Anti-war essays, poems, short stories and literary excerpts
Juan Valera
From Pepita Jiménez (1874)
Translator unidentified

“It was anger – the terrible counselor – that at times persuaded them that it was necessary for the people to shed blood at the Divine command, and that brought before their sanguinary eyes the vision of Isaiah; they have then seen, and caused their fanatic followers to see, the meek Lamb converted into an inexorable avenger, descending from the summit of Edom, proud in the multitude of his strength, trampling the nations under foot, as the treader tramples the grapes in the wine-press, their garments raised, and covered with blood to the thighs. Ah, no. My God! I am about to become Thy minister. Thou art the God of peace, and my first duty should be meekness. Thou makest the sun to shine on the just and the unjust, and pourest down upon all alike the fertilizing rain of inexhaustible goodness. Thou art our Father, who dwellest in the heavens, and we should be perfect, even as Thou art perfect, pardoning those who have offended us, and asking Thee to pardon them, because they know not what they do. I should recall to mind the beatitudes of the Scripture: Blessed are ye when they revile you and persecute you, and say all manner of evil things against you. The minister of God, or he who is about to become His minister, must be humble, peaceable, lowly of heart; not like the oak that lifts itself up proudly until the thunderbolt strike it, but like the fragrant herbs of the woods and the modest flowers of the fields, that give sweeter and more graceful perfume after the rustic has trodden them under foot.”
***
Men, as a rule, allow themselves to be the playthings of circumstances; they let themselves be carried along by the current of events, instead of devoting all their energies to one single aim.
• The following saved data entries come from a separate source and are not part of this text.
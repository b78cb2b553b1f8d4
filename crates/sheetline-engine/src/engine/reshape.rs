//! Reshaping raw cell matrices into the representations callers ask for.

use serde::{Deserialize, Serialize};
use std::collections::BTreeMap;
use tracing::debug;

use super::value::{CellMatrix, CellValue};
use crate::error::{EngineError, Result};

/// How a fetched matrix should be presented.
#[derive(Clone, Copy, Debug, Default, PartialEq, Eq, Hash, Serialize, Deserialize)]
#[serde(rename_all = "SCREAMING_SNAKE_CASE")]
pub enum OutputMode {
    /// The matrix as-is, optionally truncated.
    #[default]
    List,
    /// First column -> second column, one mapping for the whole matrix.
    KeyValue,
    /// One mapping per data row, keyed by the header row.
    KeyPair,
}

impl std::str::FromStr for OutputMode {
    type Err = String;

    fn from_str(s: &str) -> std::result::Result<Self, Self::Err> {
        match s.trim().to_ascii_uppercase().as_str() {
            "LIST" => Ok(OutputMode::List),
            "KEY_VALUE" => Ok(OutputMode::KeyValue),
            "KEY_PAIR" => Ok(OutputMode::KeyPair),
            other => Err(format!(
                "Unknown output mode: {} (expected LIST, KEY_VALUE or KEY_PAIR)",
                other
            )),
        }
    }
}

/// A reshaped result. Serializes without a tag so each shape appears on the
/// wire exactly as callers expect it.
#[derive(Clone, Debug, PartialEq, Serialize)]
#[serde(untagged)]
pub enum Reshaped {
    List(CellMatrix),
    KeyValue(BTreeMap<String, CellValue>),
    KeyPair(Vec<BTreeMap<String, CellValue>>),
}

/// Zero, negative or missing limits mean "no limit".
fn effective_limit(limit: Option<i64>) -> Option<usize> {
    limit
        .filter(|&n| n > 0)
        .map(|n| usize::try_from(n).unwrap_or(usize::MAX))
}

fn capped<I: Iterator>(rows: I, limit: Option<usize>) -> std::iter::Take<I> {
    rows.take(limit.unwrap_or(usize::MAX))
}

/// Reshape `matrix` according to `mode`.
///
/// `limit` caps the number of data rows produced: it is applied before
/// shaping for `List` and `KeyValue`, and after the header row is removed
/// for `KeyPair`. A `None` matrix (nothing came back from the grid) is an
/// error; an empty matrix yields an empty result of the requested shape.
pub fn reshape(
    matrix: Option<CellMatrix>,
    mode: OutputMode,
    limit: Option<i64>,
) -> Result<Reshaped> {
    let matrix = matrix.ok_or(EngineError::EmptyInput)?;
    let limit = effective_limit(limit);
    debug!(rows = matrix.len(), ?mode, ?limit, "reshaping matrix");

    let reshaped = match mode {
        OutputMode::List => Reshaped::List(capped(matrix.into_iter(), limit).collect()),
        OutputMode::KeyValue => {
            let mut map = BTreeMap::new();
            for mut row in capped(matrix.into_iter(), limit) {
                if row.len() < 2 {
                    continue;
                }
                row.truncate(2);
                let value = row.pop().unwrap_or_default();
                let key = row.pop().unwrap_or_default();
                // Later rows overwrite earlier ones with the same key.
                map.insert(key.to_string(), value);
            }
            Reshaped::KeyValue(map)
        }
        OutputMode::KeyPair => {
            let mut rows = matrix.into_iter();
            let header: Vec<String> = rows
                .next()
                .map(|h| h.iter().map(ToString::to_string).collect())
                .unwrap_or_default();
            let records = capped(rows, limit)
                .map(|row| {
                    // zip stops at the shorter side: short rows omit trailing
                    // keys, long rows drop excess columns.
                    header.iter().cloned().zip(row).collect::<BTreeMap<_, _>>()
                })
                .collect();
            Reshaped::KeyPair(records)
        }
    };
    Ok(reshaped)
}
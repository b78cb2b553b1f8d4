//! Sheetline - read, append to and update header-keyed grids.

use clap::Parser;
use sheetline::cli::{Cli, run};
use sheetline_core::ServiceError;

fn main() {
    tracing_subscriber::fmt()
        .with_env_filter(
            tracing_subscriber::EnvFilter::try_from_default_env()
                .unwrap_or_else(|_| tracing_subscriber::EnvFilter::new("warn")),
        )
        .with_writer(std::io::stderr)
        .init();

    let cli = Cli::parse();
    if let Err(err) = run(cli) {
        match err.downcast_ref::<ServiceError>() {
            Some(service_err) => eprintln!("Error ({}): {}", service_err.status(), service_err),
            None => eprintln!("Error: {:#}", err),
        }
        std::process::exit(1);
    }
}
//! Request shapes and the single decode step for record lists.
//!
//! Record lists may arrive already structured or as a JSON string. Both are
//! turned into one typed `Vec<InputRecord>` here, before anything reaches
//! the engine.

use serde::{Deserialize, Serialize};
use sheetline_engine::engine::{InputRecord, OutputMode, StyleOverrides};

/// Positional `[sheet?, from?, to?]` range segments as sent by callers.
pub type RangeSegments = Vec<Option<String>>;

/// Parameters of a read.
#[derive(Clone, Debug, Default, PartialEq, Serialize, Deserialize)]
pub struct ReadQuery {
    pub id: String,
    #[serde(rename = "type", default)]
    pub mode: OutputMode,
    #[serde(default)]
    pub limit: Option<i64>,
    #[serde(default)]
    pub range: RangeSegments,
}

/// Where appended rows go: the header is read from `sheet_name`, rows are
/// appended to the sheet identified by `sheet_id`.
#[derive(Clone, Debug, Default, PartialEq, Eq, Serialize, Deserialize)]
#[serde(rename_all = "camelCase")]
pub struct AppendQuery {
    pub id: String,
    pub sheet_id: u32,
    pub sheet_name: String,
}

#[derive(Clone, Debug, PartialEq, Serialize, Deserialize)]
pub struct AppendBody {
    pub data: RecordList,
    #[serde(default)]
    pub props: Option<StyleOverrides>,
}

#[derive(Clone, Debug, Default, PartialEq, Eq, Serialize, Deserialize)]
pub struct UpdateQuery {
    pub id: String,
}

#[derive(Clone, Debug, PartialEq, Serialize, Deserialize)]
pub struct UpdateBody {
    pub data: UpdatePayload,
}

/// Target range and the records to write there.
#[derive(Clone, Debug, PartialEq, Serialize, Deserialize)]
pub struct UpdateData {
    #[serde(default)]
    pub range: RangeSegments,
    pub values: RecordList,
}

/// An update payload, structured or JSON-encoded.
#[derive(Clone, Debug, PartialEq, Serialize, Deserialize)]
#[serde(untagged)]
pub enum UpdatePayload {
    Structured(UpdateData),
    Encoded(String),
}

impl UpdatePayload {
    pub fn decode(self) -> Result<UpdateData, serde_json::Error> {
        match self {
            UpdatePayload::Structured(data) => Ok(data),
            UpdatePayload::Encoded(text) => serde_json::from_str(&text),
        }
    }
}

/// A list of records, structured or JSON-encoded.
#[derive(Clone, Debug, PartialEq, Serialize, Deserialize)]
#[serde(untagged)]
pub enum RecordList {
    Records(Vec<InputRecord>),
    Encoded(String),
}

impl RecordList {
    pub fn decode(self) -> Result<Vec<InputRecord>, serde_json::Error> {
        match self {
            RecordList::Records(records) => Ok(records),
            RecordList::Encoded(text) => serde_json::from_str(&text),
        }
    }
}

impl From<Vec<InputRecord>> for RecordList {
    fn from(records: Vec<InputRecord>) -> Self {
        RecordList::Records(records)
    }
}

/// True when no segment carries a non-empty value.
pub fn range_is_blank(range: &[Option<String>]) -> bool {
    range
        .iter()
        .all(|s| s.as_deref().is_none_or(str::is_empty))
}
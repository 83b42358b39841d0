//! Console that replays canned input and records what it was asked to show.

use std::collections::VecDeque;

use crate::error::AppError;
use crate::research::Plan;

use super::Console;

#[derive(Debug, Clone, PartialEq, Eq)]
pub enum ConsoleEvent {
    AskedTopic,
    AskedAnswer(usize),
    Confirm(u32),
    Info(String),
    Success(String),
    Warn(String),
    Plan(Plan),
    Report(String),
    Task(String),
}

/// Input is consumed front to back. An exhausted answer queue repeats the
/// offered default (as if the user pressed Enter); an exhausted confirm queue
/// answers "no".
#[derive(Debug, Default)]
pub struct ScriptedConsole {
    topics: VecDeque<String>,
    answers: VecDeque<String>,
    confirms: VecDeque<bool>,
    pub events: Vec<ConsoleEvent>,
}

impl ScriptedConsole {
    pub fn new() -> Self {
        Self::default()
    }

    pub fn topic(mut self, topic: &str) -> Self {
        self.topics.push_back(topic.to_string());
        self
    }

    pub fn answers<I, S>(mut self, answers: I) -> Self
    where
        I: IntoIterator<Item = S>,
        S: Into<String>,
    {
        self.answers.extend(answers.into_iter().map(Into::into));
        self
    }

    pub fn confirms<I>(mut self, confirms: I) -> Self
    where
        I: IntoIterator<Item = bool>,
    {
        self.confirms.extend(confirms);
        self
    }

    /// Messages of every info/success/warn event, in order.
    pub fn messages(&self) -> Vec<&str> {
        self.events
            .iter()
            .filter_map(|e| match e {
                ConsoleEvent::Info(m) | ConsoleEvent::Success(m) | ConsoleEvent::Warn(m) => Some(m.as_str()),
                _ => None,
            })
            .collect()
    }

    /// Labels of every busy indicator shown, in order.
    pub fn tasks(&self) -> Vec<&str> {
        self.events
            .iter()
            .filter_map(|e| match e {
                ConsoleEvent::Task(label) => Some(label.as_str()),
                _ => None,
            })
            .collect()
    }
}

impl Console for ScriptedConsole {
    fn ask_topic(&mut self, previous: Option<&str>) -> Result<String, AppError> {
        self.events.push(ConsoleEvent::AskedTopic);
        Ok(self
            .topics
            .pop_front()
            .or_else(|| previous.map(str::to_string))
            .unwrap_or_default())
    }

    fn ask_answer(&mut self, index: usize, _question: &str, previous: Option<&str>) -> Result<String, AppError> {
        self.events.push(ConsoleEvent::AskedAnswer(index));
        Ok(self
            .answers
            .pop_front()
            .or_else(|| previous.map(str::to_string))
            .unwrap_or_default())
    }

    fn confirm_round(&mut self, round: u32) -> Result<bool, AppError> {
        self.events.push(ConsoleEvent::Confirm(round));
        Ok(self.confirms.pop_front().unwrap_or(false))
    }

    fn info(&mut self, message: &str) {
        self.events.push(ConsoleEvent::Info(message.to_string()));
    }

    fn success(&mut self, message: &str) {
        self.events.push(ConsoleEvent::Success(message.to_string()));
    }

    fn warn(&mut self, message: &str) {
        self.events.push(ConsoleEvent::Warn(message.to_string()));
    }

    fn show_plan(&mut self, plan: &Plan) {
        self.events.push(ConsoleEvent::Plan(plan.clone()));
    }

    fn show_report(&mut self, report: &str) {
        self.events.push(ConsoleEvent::Report(report.to_string()));
    }

    fn start_task(&mut self, label: &str) {
        self.events.push(ConsoleEvent::Task(label.to_string()));
    }

    fn finish_task(&mut self) {}
}
//! User interaction seam.
//!
//! The session driver talks to the user only through [`Console`]. The
//! terminal implementation prompts on the controlling TTY; the scripted one
//! replays canned input and records everything shown, for tests.

mod scripted;
mod terminal;

pub use scripted::{ConsoleEvent, ScriptedConsole};
pub use terminal::TerminalConsole;

use crate::error::AppError;
use crate::research::Plan;

pub trait Console {
    /// Ask for the research topic. `previous` is offered as the default.
    fn ask_topic(&mut self, previous: Option<&str>) -> Result<String, AppError>;

    /// Ask clarifying question `index`. `previous` is offered as the default.
    fn ask_answer(&mut self, index: usize, question: &str, previous: Option<&str>) -> Result<String, AppError>;

    /// Ask whether to run research round `round` (1-based).
    fn confirm_round(&mut self, round: u32) -> Result<bool, AppError>;

    fn info(&mut self, message: &str);
    fn success(&mut self, message: &str);
    fn warn(&mut self, message: &str);

    fn show_plan(&mut self, plan: &Plan);
    fn show_report(&mut self, report: &str);

    /// Show a busy indicator until [`finish_task`](Console::finish_task).
    fn start_task(&mut self, label: &str);
    fn finish_task(&mut self);
}
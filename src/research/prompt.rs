//! Prompt templates for the research calls.
//!
//! Every call has a built-in template. A prompts directory may override any of
//! them with a file of the same name (`clarify.md`, `plan.md`, …); missing
//! files fall back to the built-in text.
//!
//! Variable substitution uses `{{key}}` syntax and is applied once at
//! [`build()`](PromptBuilder::build) time, after all parts are joined.

use std::collections::HashMap;
use std::fs;
use std::path::{Path, PathBuf};

const SEPARATOR: &str = "\n\n";

const CLARIFY: &str = "\
Ask 5 numbered clarifying questions about: {{topic}}.
The goal of the questions is to understand the intended purpose of the research.
Reply only with the questions.";

const PLAN: &str = "\
Using the user answers {{answers}}, write a short goal sentence for the research about {{topic}}.
Output a JSON list of 5 web search queries that will reach it.
Format: {\"goal\": \"...\", \"queries\": [\"q1\", ...]}";

const SEARCH: &str = "Search: {{query}}";

const EVALUATE: &str = "Does this information fully satisfy the goal? Answer Yes or No only.";

const SYNTHESIZE: &str = "\
Write a complete answer that meets the goal: {{goal}}. \
Cite sources inline using [n] and append a reference list mapping [n] to url.";

const MORE_QUERIES: &str = "\
We still haven't met the goal. Give 5 more, new, high-value web search queries only as a JSON list.";

/// The model calls that take a templated prompt.
#[derive(Debug, Clone, Copy, PartialEq, Eq)]
pub enum Template {
    Clarify,
    Plan,
    Search,
    Evaluate,
    Synthesize,
    MoreQueries,
}

impl Template {
    pub const ALL: [Template; 6] = [
        Template::Clarify,
        Template::Plan,
        Template::Search,
        Template::Evaluate,
        Template::Synthesize,
        Template::MoreQueries,
    ];

    pub fn file_name(self) -> &'static str {
        match self {
            Template::Clarify => "clarify.md",
            Template::Plan => "plan.md",
            Template::Search => "search.md",
            Template::Evaluate => "evaluate.md",
            Template::Synthesize => "synthesize.md",
            Template::MoreQueries => "more_queries.md",
        }
    }

    pub fn builtin(self) -> &'static str {
        match self {
            Template::Clarify => CLARIFY,
            Template::Plan => PLAN,
            Template::Search => SEARCH,
            Template::Evaluate => EVALUATE,
            Template::Synthesize => SYNTHESIZE,
            Template::MoreQueries => MORE_QUERIES,
        }
    }
}

/// Fluent builder that assembles a prompt from template parts.
pub struct PromptBuilder {
    prompts_dir: Option<PathBuf>,
    parts: Vec<String>,
    vars: HashMap<String, String>,
}

impl PromptBuilder {
    /// Create a builder; `prompts_dir` is where override files are looked up.
    pub fn new(prompts_dir: Option<&Path>) -> Self {
        Self {
            prompts_dir: prompts_dir.map(Path::to_path_buf),
            parts: Vec::new(),
            vars: HashMap::new(),
        }
    }

    /// Append `template`, preferring its override file when one exists.
    pub fn template(self, template: Template) -> Self {
        let overridden = self
            .prompts_dir
            .as_ref()
            .map(|dir| dir.join(template.file_name()))
            .and_then(|path| match fs::read_to_string(&path) {
                Ok(text) => Some(text),
                Err(_) => {
                    tracing::debug!("prompt: override '{}' not found — using built-in", path.display());
                    None
                }
            });
        match overridden {
            Some(text) => self.append(text),
            None => self.append(template.builtin()),
        }
    }

    /// Directly append a text fragment.
    pub fn append(mut self, text: impl Into<String>) -> Self {
        let s = text.into();
        let trimmed = s.trim().to_string();
        if !trimmed.is_empty() {
            self.parts.push(trimmed);
        }
        self
    }

    /// Register a single `{{key}}` → `value` substitution.
    pub fn var(mut self, key: &str, value: impl Into<String>) -> Self {
        self.vars.insert(key.to_string(), value.into());
        self
    }

    /// Assemble all parts, join with blank lines, and apply variable substitution.
    ///
    /// Substitution is a single pass over the template text; substituted
    /// values are never scanned for placeholders. Unknown `{{name}}`
    /// placeholders are left as written.
    pub fn build(self) -> String {
        let template = self.parts.join(SEPARATOR);
        let mut out = String::with_capacity(template.len());
        let mut rest = template.as_str();
        while let Some(start) = rest.find("{{") {
            out.push_str(&rest[..start]);
            let after = &rest[start + 2..];
            match after.find("}}").and_then(|end| self.vars.get(&after[..end]).map(|v| (end, v))) {
                Some((end, value)) => {
                    out.push_str(value);
                    rest = &after[end + 2..];
                }
                None => {
                    out.push_str("{{");
                    rest = after;
                }
            }
        }
        out.push_str(rest);
        out
    }
}

/// Renders templates against an optional overrides directory.
#[derive(Debug, Clone, Default)]
pub struct Prompts {
    dir: Option<PathBuf>,
}

impl Prompts {
    pub fn new(dir: Option<PathBuf>) -> Self {
        let prompts = Self { dir };
        if let Some(dir) = &prompts.dir {
            let found = prompts.overridden();
            tracing::info!(dir = %dir.display(), overrides = ?found, "prompt overrides");
        }
        prompts
    }

    /// Templates that have an override file in the prompts directory.
    pub fn overridden(&self) -> Vec<Template> {
        let Some(dir) = &self.dir else { return Vec::new() };
        Template::ALL.into_iter().filter(|t| dir.join(t.file_name()).is_file()).collect()
    }

    pub fn render(&self, template: Template, vars: &[(&str, &str)]) -> String {
        vars.iter()
            .fold(PromptBuilder::new(self.dir.as_deref()).template(template), |b, (k, v)| {
                b.var(k, *v)
            })
            .build()
    }
}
We do not choose our part in life, but accept and play the part allotted us, that which blind fortune assigns to us. The profession, the political faith, the entire life of many men, depend on chance circumstances, on what is fortuitous, on the caprice and the unexpected turns of fate.
Against all this the pride of Don Luis vigorously rebelled. What would be thought of him, and, above all, what would he think of himself, if the ideal of his life, the new man that he had created in his soul, if all his plans of virtue, of honor, and even of holy ambition, should vanish in an instant…?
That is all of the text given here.